Please reproduce the entries below exactly, starting at the first line and ending with the line that holds "per original request.".
[Opening DATA UNDER STUDY section]
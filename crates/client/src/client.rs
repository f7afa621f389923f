//! Authenticated HTTP client
//!
//! Wraps a `reqwest::Client` around a [`TokenSource`]: every request
//! carries the current bearer credential when one is available, and a 401
//! response triggers the invalidate-refetch-retry pipeline exactly once
//! per original request.

use std::sync::Arc;
use std::time::Duration;

use reqwest::{Method, Response, StatusCode};
use serde::de::DeserializeOwned;
use serde::Serialize;
use tracing::{debug, warn};

use quarry_auth::TokenSource;

use crate::error::ClientError;

const REQUEST_TIMEOUT: Duration = Duration::from_secs(30);

/// HTTP client that authenticates requests through a [`TokenSource`]
///
/// The client never logs in by itself; an absent token simply means the
/// request goes out unauthenticated and the service answers accordingly.
/// Cloning shares the connection pool and the token source.
#[derive(Clone)]
pub struct ApiClient {
    http: reqwest::Client,
    base_url: String,
    tokens: Arc<dyn TokenSource>,
}

impl ApiClient {
    /// Create a client rooted at `base_url`, authenticating via `tokens`
    ///
    /// # Errors
    /// Returns [`ClientError::Request`] if the underlying HTTP client
    /// cannot be constructed.
    pub fn new(base_url: impl Into<String>, tokens: Arc<dyn TokenSource>) -> Result<Self, ClientError> {
        let http = reqwest::Client::builder().timeout(REQUEST_TIMEOUT).build()?;
        Ok(Self { http, base_url: base_url.into(), tokens })
    }

    /// Send a request through the authentication pipeline
    ///
    /// Attaches `Authorization: Bearer <token>` when the source yields a
    /// token. On a 401 response the cached credential is invalidated, a
    /// fresh token is fetched, and the request is retried exactly once; a
    /// second 401 (or no fresh token to retry with) surfaces as
    /// [`ClientError::Unauthorized`].
    ///
    /// # Errors
    /// Returns [`ClientError::Request`] on transport failure and
    /// [`ClientError::Unauthorized`] when the credential is rejected and
    /// the retry cannot recover. Non-401 error statuses are returned as
    /// ordinary responses for the caller to interpret.
    pub async fn request<B: Serialize>(
        &self,
        method: Method,
        path: &str,
        body: Option<&B>,
    ) -> Result<Response, ClientError> {
        let token = self.tokens.get_valid_token().await;
        let response = self.send(method.clone(), path, body, token.as_deref()).await?;
        if response.status() != StatusCode::UNAUTHORIZED {
            return Ok(response);
        }

        // The service rejected the credential before its local expiry
        // (revocation, clock skew). Drop it and retry once with whatever
        // the source can produce now.
        warn!(path, "request rejected as unauthorized; invalidating credential");
        self.tokens.invalidate().await;

        let Some(fresh) = self.tokens.get_valid_token().await else {
            debug!(path, "no replacement credential available; not retrying");
            return Err(ClientError::Unauthorized);
        };

        let retried = self.send(method, path, body, Some(&fresh)).await?;
        if retried.status() == StatusCode::UNAUTHORIZED {
            return Err(ClientError::Unauthorized);
        }
        Ok(retried)
    }

    /// GET a JSON resource
    ///
    /// # Errors
    /// Propagates pipeline errors; a non-success status or an undecodable
    /// body yields [`ClientError::Decode`].
    pub async fn get_json<T: DeserializeOwned>(&self, path: &str) -> Result<T, ClientError> {
        let response = self.request::<()>(Method::GET, path, None).await?;
        decode_json(response).await
    }

    /// POST a JSON body and decode the JSON reply
    ///
    /// # Errors
    /// Propagates pipeline errors; a non-success status or an undecodable
    /// body yields [`ClientError::Decode`].
    pub async fn post_json<B: Serialize, T: DeserializeOwned>(
        &self,
        path: &str,
        body: &B,
    ) -> Result<T, ClientError> {
        let response = self.request(Method::POST, path, Some(body)).await?;
        decode_json(response).await
    }

    async fn send<B: Serialize>(
        &self,
        method: Method,
        path: &str,
        body: Option<&B>,
        token: Option<&str>,
    ) -> Result<Response, ClientError> {
        let url = self.url_for(path);
        let mut builder = self.http.request(method, &url);
        if let Some(token) = token {
            builder = builder.bearer_auth(token);
        }
        if let Some(body) = body {
            builder = builder.json(body);
        }

        debug!(%url, authenticated = token.is_some(), "sending request");
        Ok(builder.send().await?)
    }

    fn url_for(&self, path: &str) -> String {
        format!("{}/{}", self.base_url.trim_end_matches('/'), path.trim_start_matches('/'))
    }
}

async fn decode_json<T: DeserializeOwned>(response: Response) -> Result<T, ClientError> {
    let status = response.status();
    if !status.is_success() {
        return Err(ClientError::Decode(format!("unexpected status {status}")));
    }
    response.json().await.map_err(|e| ClientError::Decode(e.to_string()))
}
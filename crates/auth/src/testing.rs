//! Test doubles for exercising the manager without a remote service
//!
//! Public so downstream crates can drive an [`crate::AuthManager`] through
//! scripted exchange outcomes in their own tests.

use std::collections::VecDeque;
use std::sync::atomic::{AtomicU32, Ordering};
use std::time::Duration;

use async_trait::async_trait;
use parking_lot::Mutex;

use crate::error::AuthError;
use crate::traits::CredentialExchange;
use crate::types::{ExchangeResponse, Principal};

/// Scripted [`CredentialExchange`] double
///
/// Outcomes are consumed in enqueue order, one per `exchange` call. Every
/// call is counted and its `prior_token` argument recorded, so tests can
/// assert both how often the remote service would have been hit and what
/// was handed to it. An optional artificial delay keeps the exchange
/// pending long enough for concurrency tests to pile up waiters.
#[derive(Default)]
pub struct MockExchange {
    script: Mutex<VecDeque<Result<ExchangeResponse, AuthError>>>,
    calls: AtomicU32,
    priors: Mutex<Vec<Option<String>>>,
    delay: Mutex<Option<Duration>>,
}

impl MockExchange {
    /// Create a mock with an empty script
    #[must_use]
    pub fn new() -> Self {
        Self::default()
    }

    /// Enqueue a successful exchange outcome
    pub fn enqueue_success(&self, token: &str, expires_in: i64) {
        self.script.lock().push_back(Ok(ExchangeResponse {
            token: token.to_string(),
            expires_in,
            principal: None,
        }));
    }

    /// Enqueue a successful exchange outcome carrying an identity payload
    pub fn enqueue_success_with_principal(&self, token: &str, expires_in: i64, principal: Principal) {
        self.script.lock().push_back(Ok(ExchangeResponse {
            token: token.to_string(),
            expires_in,
            principal: Some(principal),
        }));
    }

    /// Enqueue a failed exchange outcome
    pub fn enqueue_failure(&self, message: &str) {
        self.script.lock().push_back(Err(AuthError::Exchange(message.to_string())));
    }

    /// Hold every subsequent exchange pending for `delay` before settling
    pub fn set_delay(&self, delay: Duration) {
        *self.delay.lock() = Some(delay);
    }

    /// How many times `exchange` was called
    #[must_use]
    pub fn calls(&self) -> u32 {
        self.calls.load(Ordering::SeqCst)
    }

    /// The `prior_token` argument of every call, in call order
    #[must_use]
    pub fn priors(&self) -> Vec<Option<String>> {
        self.priors.lock().clone()
    }
}

#[async_trait]
impl CredentialExchange for MockExchange {
    async fn exchange(&self, prior_token: Option<&str>) -> Result<ExchangeResponse, AuthError> {
        self.calls.fetch_add(1, Ordering::SeqCst);
        self.priors.lock().push(prior_token.map(str::to_string));

        let delay = *self.delay.lock();
        if let Some(delay) = delay {
            tokio::time::sleep(delay).await;
        }

        self.script
            .lock()
            .pop_front()
            .unwrap_or_else(|| Err(AuthError::Exchange("script exhausted".to_string())))
    }
}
[Closing DATA UNDER STUDY section]
### SOLUTION TO THIS EXERCISE
filename crates/client/src/client.rs
repository f7afa621f389923f
//! Authenticated HTTP client
//!
//! Wraps a `reqwest::Client` around a [`TokenSource`]: every request
//! carries the current bearer credential when one is available, and a 401
//! response triggers the invalidate-refetch-retry pipeline exactly once
//! per original request.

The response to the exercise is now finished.